I’ve just arrived in Beirut. We cleared immigration quickly, got our luggage, and the first thing that strikes me as a bit different from my last visit was that the inevitable person that offers to help with the bags has a Syrian accent. I politely decline.
We hop into a waiting SUV and are on our way. As we pass just north of the airport, there's a vacant lot on the right. I note that that was the site of the former USMC barracks that was bombed in '83. There is no marker there, not even a plaque. I say a silent prayer. We enter the throng of traffic in Dahieh, the Shia district in south Beirut. It's maddening, traffic is always heavy and chaotic here, but this time of year it's worse. Handcarts and mopeds weave in and out of the flow of traffic, as cars compete for position.

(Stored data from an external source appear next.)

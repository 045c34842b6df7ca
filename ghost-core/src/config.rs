//! Codec and integrity configuration.
//!
//! Handles loading configuration from environment variables with sensible defaults.

use crate::error::{GhostError, Result, DEFAULT_MAGIC_HEADER, DEFAULT_MAX_EXTRACT_LEN};
use crate::integrity::DigestAlgorithm;

/// What `embed` does when the frame does not fit in the carrier.
#[derive(Debug, Clone, Copy, PartialEq, Eq, Default)]
pub enum OverflowPolicy {
    /// Fail with `CapacityExceeded` before touching any pixel.
    #[default]
    Reject,
    /// Write as many bits as fit and drop the rest. The terminator is lost,
    /// so the result never extracts as a watermark.
    Truncate,
}

impl std::str::FromStr for OverflowPolicy {
    type Err = GhostError;

    fn from_str(s: &str) -> Result<Self> {
        match s.trim().to_ascii_lowercase().as_str() {
            "reject" => Ok(Self::Reject),
            "truncate" => Ok(Self::Truncate),
            other => Err(GhostError::InvalidConfig(format!(
                "unknown overflow policy: {other}"
            ))),
        }
    }
}

/// Framing parameters shared by `embed` and `extract`.
#[derive(Debug, Clone, PartialEq, Eq)]
pub struct CodecConfig {
    /// Marker bytes identifying a valid watermark (default: `CERT:`)
    pub magic_header: Vec<u8>,
    /// Maximum bytes accumulated by `extract` before giving up (default: 5000)
    pub max_extract_len: usize,
    /// Behavior when a frame exceeds carrier capacity (default: reject)
    pub overflow: OverflowPolicy,
}

impl Default for CodecConfig {
    fn default() -> Self {
        Self {
            magic_header: DEFAULT_MAGIC_HEADER.to_vec(),
            max_extract_len: DEFAULT_MAX_EXTRACT_LEN,
            overflow: OverflowPolicy::Reject,
        }
    }
}

impl CodecConfig {
    /// Check the invariants `embed` and `extract` rely on.
    pub fn validate(&self) -> Result<()> {
        if self.magic_header.is_empty() {
            return Err(GhostError::InvalidConfig(
                "magic header must not be empty".into(),
            ));
        }
        if let Some(position) = self.magic_header.iter().position(|&b| b == 0) {
            return Err(GhostError::InvalidConfig(format!(
                "magic header contains NUL at offset {position}"
            )));
        }
        if self.max_extract_len < self.magic_header.len() {
            return Err(GhostError::InvalidConfig(format!(
                "extraction bound {} is shorter than the {}-byte magic header",
                self.max_extract_len,
                self.magic_header.len()
            )));
        }
        Ok(())
    }
}

/// Integrity layer parameters.
#[derive(Debug, Clone, Copy, PartialEq, Eq, Default)]
pub struct IntegrityConfig {
    /// Digest used by `canonical_hash` (default: SHA-256)
    pub digest: DigestAlgorithm,
}

/// Complete configuration for issuing and verifying credentials.
#[derive(Debug, Clone, PartialEq, Eq, Default)]
pub struct GhostConfig {
    pub codec: CodecConfig,
    pub integrity: IntegrityConfig,
}

impl GhostConfig {
    /// Load configuration from environment variables.
    ///
    /// - `GHOST_MAGIC_HEADER`: watermark marker (default `CERT:`)
    /// - `GHOST_MAX_EXTRACT_BYTES`: extraction bound (default 5000)
    /// - `GHOST_DIGEST`: `sha-256` or `sha3-256` (default `sha-256`)
    /// - `GHOST_OVERFLOW`: `reject` or `truncate` (default `reject`)
    ///
    /// Unparseable values fall back to their defaults.
    pub fn from_env() -> Self {
        let defaults = CodecConfig::default();

        let magic_header = std::env::var("GHOST_MAGIC_HEADER")
            .ok()
            .filter(|h| !h.is_empty())
            .map(String::into_bytes)
            .unwrap_or(defaults.magic_header);

        let max_extract_len = std::env::var("GHOST_MAX_EXTRACT_BYTES")
            .ok()
            .and_then(|v| v.parse().ok())
            .unwrap_or(defaults.max_extract_len);

        let overflow = std::env::var("GHOST_OVERFLOW")
            .ok()
            .and_then(|v| v.parse().ok())
            .unwrap_or_default();

        let digest = std::env::var("GHOST_DIGEST")
            .ok()
            .and_then(|v| v.parse().ok())
            .unwrap_or_default();

        Self {
            codec: CodecConfig {
                magic_header,
                max_extract_len,
                overflow,
            },
            integrity: IntegrityConfig { digest },
        }
    }

    pub fn validate(&self) -> Result<()> {
        self.codec.validate()
    }
}

#[cfg(test)]
mod tests {
    use super::*;

    #[test]
    fn test_default_config() {
        let config = GhostConfig::default();
        assert_eq!(config.codec.magic_header, b"CERT:");
        assert_eq!(config.codec.max_extract_len, 5000);
        assert_eq!(config.codec.overflow, OverflowPolicy::Reject);
        assert_eq!(config.integrity.digest, DigestAlgorithm::Sha256);
        assert!(config.validate().is_ok());
    }

    #[test]
    fn test_validate_rejects_empty_header() {
        let config = CodecConfig {
            magic_header: Vec::new(),
            ..Default::default()
        };
        assert!(matches!(
            config.validate(),
            Err(GhostError::InvalidConfig(_))
        ));
    }

    #[test]
    fn test_validate_rejects_nul_in_header() {
        let config = CodecConfig {
            magic_header: b"CE\0RT".to_vec(),
            ..Default::default()
        };
        assert!(config.validate().is_err());
    }

    #[test]
    fn test_validate_rejects_bound_below_header() {
        let config = CodecConfig {
            max_extract_len: 3,
            ..Default::default()
        };
        assert!(config.validate().is_err());
    }

    #[test]
    fn test_overflow_policy_parse() {
        assert_eq!("reject".parse::<OverflowPolicy>().unwrap(), OverflowPolicy::Reject);
        assert_eq!(
            " Truncate ".parse::<OverflowPolicy>().unwrap(),
            OverflowPolicy::Truncate
        );
        assert!("drop".parse::<OverflowPolicy>().is_err());
    }
}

We're narrowly missed a few times, it's just normal.
We enter a bridge, with traffic walls on both sides, and a clearance of maybe half a meter on each side. Cars are speeding by, yet there are children here, children waving objects in the air. As we get closer, I realize that they are trying to get the passing motorists to stop and buy tissue paper. My host confirms my suspicions, they are Syrian refugee children, and they are everywhere.
Apparently, vans drop them off at key points each day, then collect them again long after dark, as well they collect the money the poor kids have earned. The scheme is organized and run by a gang. The youngest looked about five, the oldest maybe eleven. I counted nine kids in one short stretch.
There are now well over a million Syrian refugees in Lebanon, a country of four million. They are desperate, hungry, and everywhere. Something’s got to give.